KakaoPage () is a monetized content platform optimized for mobile devices, launched by the Kakao Corp. in 2013 and currently owned by its subsidiary Kakao Entertainment. The service launched on April 9, 2013 as a digital content marketplace allowing brands and individuals to create and distribute visual, audio and written content such as manhwa and genre fiction. It entered the Indonesian market in 2018 and Taiwan in 2020.

KakaoPage is famous in South Korea for its "free if you wait" system that allows readers to view one episode of a webtoon or web novel for free if they wait for a certain amount of time after reading.

History
The service's then-operator, Podotree Co., Ltd. (changed name to KakaoPage Corp. in 2018), was founded on July 20, 2010 as a subsidiary of Kakao.

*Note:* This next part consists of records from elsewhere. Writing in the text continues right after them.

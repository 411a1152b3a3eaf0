use std::env;
use std::net::{IpAddr, Ipv4Addr};
use std::path::PathBuf;
use std::str::FromStr;

use crate::error::{ClassroomError, Result};

const DEFAULT_STUN_SERVER_URL: &str = "stun:stun.l.google.com:19302";
pub const DEFAULT_MAX_MESSAGE_LENGTH: usize = 500;

#[derive(Debug, Clone)]
pub struct Config {
    pub server: ServerConfig,
    pub classroom: ClassroomConfig,
    pub directory: DirectoryConfig,
    pub logging: LoggingConfig,
}

#[derive(Debug, Clone)]
pub struct ServerConfig {
    pub host: String,
    pub port: u16,
}

#[derive(Debug, Clone)]
pub struct ClassroomConfig {
    /// Chat messages longer than this many characters are truncated
    pub max_message_length: usize,
    pub stun_server_url: String,
}

#[derive(Debug, Clone)]
pub enum DirectoryConfig {
    /// Trust the role and name claimed in the join payload
    Open,
    File(PathBuf),
    Http { base_url: String, timeout_secs: u64 },
}

#[derive(Debug, Clone, Copy, PartialEq, Eq)]
pub enum LogFormat {
    Text,
    Json,
}

#[derive(Debug, Clone)]
pub struct LoggingConfig {
    pub format: LogFormat,
}

impl Default for ClassroomConfig {
    fn default() -> Self {
        Self {
            max_message_length: DEFAULT_MAX_MESSAGE_LENGTH,
            stun_server_url: DEFAULT_STUN_SERVER_URL.to_string(),
        }
    }
}

impl Config {
    pub fn from_env() -> Result<Self> {
        dotenv::dotenv().ok();

        let directory = match (
            env::var("USER_DIRECTORY_FILE").ok(),
            env::var("USER_DIRECTORY_URL").ok(),
        ) {
            (Some(_), Some(_)) => {
                return Err(ClassroomError::InvalidConfiguration(
                    "USER_DIRECTORY_FILE and USER_DIRECTORY_URL are mutually exclusive".to_string(),
                ))
            }
            (Some(path), None) => DirectoryConfig::File(PathBuf::from(path)),
            (None, Some(base_url)) => DirectoryConfig::Http {
                base_url,
                timeout_secs: parse_var("USER_DIRECTORY_TIMEOUT_SECS", 5)?,
            },
            (None, None) => DirectoryConfig::Open,
        };

        let format = match env::var("LOG_FORMAT")
            .unwrap_or_else(|_| "text".to_string())
            .as_str()
        {
            "json" => LogFormat::Json,
            "text" => LogFormat::Text,
            other => {
                return Err(ClassroomError::InvalidConfiguration(format!(
                    "LOG_FORMAT must be 'text' or 'json', got '{}'",
                    other
                )))
            }
        };

        let max_message_length = parse_var("MAX_MESSAGE_LENGTH", DEFAULT_MAX_MESSAGE_LENGTH)?;
        if max_message_length == 0 {
            return Err(ClassroomError::InvalidConfiguration(
                "MAX_MESSAGE_LENGTH must be greater than zero".to_string(),
            ));
        }

        Ok(Self {
            server: ServerConfig {
                host: env::var("SERVER_HOST").unwrap_or_else(|_| "0.0.0.0".to_string()),
                port: parse_var("SERVER_PORT", 3000)?,
            },
            classroom: ClassroomConfig {
                max_message_length,
                stun_server_url: env::var("STUN_SERVER_URL")
                    .unwrap_or_else(|_| DEFAULT_STUN_SERVER_URL.to_string()),
            },
            directory,
            logging: LoggingConfig { format },
        })
    }

    pub fn bind_address(&self) -> ([u8; 4], u16) {
        let ip_addr = self.parse_host_to_ipv4();
        (ip_addr.octets(), self.server.port)
    }

    fn parse_host_to_ipv4(&self) -> Ipv4Addr {
        if let Ok(addr) = self.server.host.parse::<IpAddr>() {
            match addr {
                IpAddr::V4(ipv4) => return ipv4,
                IpAddr::V6(_) => {
                    tracing::warn!(
                        host = %self.server.host,
                        "IPv6 address provided but only IPv4 supported, using 0.0.0.0"
                    );
                    return Ipv4Addr::new(0, 0, 0, 0);
                }
            }
        }

        match self.server.host.as_str() {
            "localhost" => Ipv4Addr::new(127, 0, 0, 1),
            "" | "0.0.0.0" => Ipv4Addr::new(0, 0, 0, 0),
            _ => {
                tracing::warn!(
                    host = %self.server.host,
                    "Unable to parse host as IPv4, using 0.0.0.0"
                );
                Ipv4Addr::new(0, 0, 0, 0)
            }
        }
    }
}

fn parse_var<T: FromStr>(name: &str, default: T) -> Result<T> {
    match env::var(name) {
        Ok(raw) => raw.trim().parse().map_err(|_| {
            ClassroomError::InvalidConfiguration(format!("Invalid {}: '{}'", name, raw))
        }),
        Err(_) => Ok(default),
    }
}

KakaoPage was deemed a failure by mid-2013, but after adding Legendary Moonlight Sculptor and several other popular works, the service bounced back. By April 21, 2014, they started their free webtoon and web fiction service. In 2014, they announced that they would add over a 100 different webtoon series before the year was out.

Any individual can create content and upload it to KakaoPage and sell it directly to other consumers on the platform. The total revenue for any sale is distributed as, 30% to Google Play, 20% to Kakao and remaining 50% to the publisher.

By September 2019, KakaoPage recorded over 66,000 contents in total and 22 million accumulated number of members.

Investments
KakaoPage Corp. owned 19.8 percent of Haksan Publishing, 22.2 percent of Seoul Media Comics and 19.8 percent of Daewon C.I., all of them publishers of comics. It also owned 21.9 percent of stocks in drama production company Mega Monster, which is a subsidiary of its then-sister company Kakao M.

In 2018, the company acquired Neobazar, Indonesia's top webtoon platform company, for 13.8 billion won.

In July 2020, KakaoPage invested in the US-based web-novel platform Radish, for 32.2 billion won.

In August 2020, KakaoPage acquired 49% of multinational drama and film production company Kross Pictures for 5.8 billion won.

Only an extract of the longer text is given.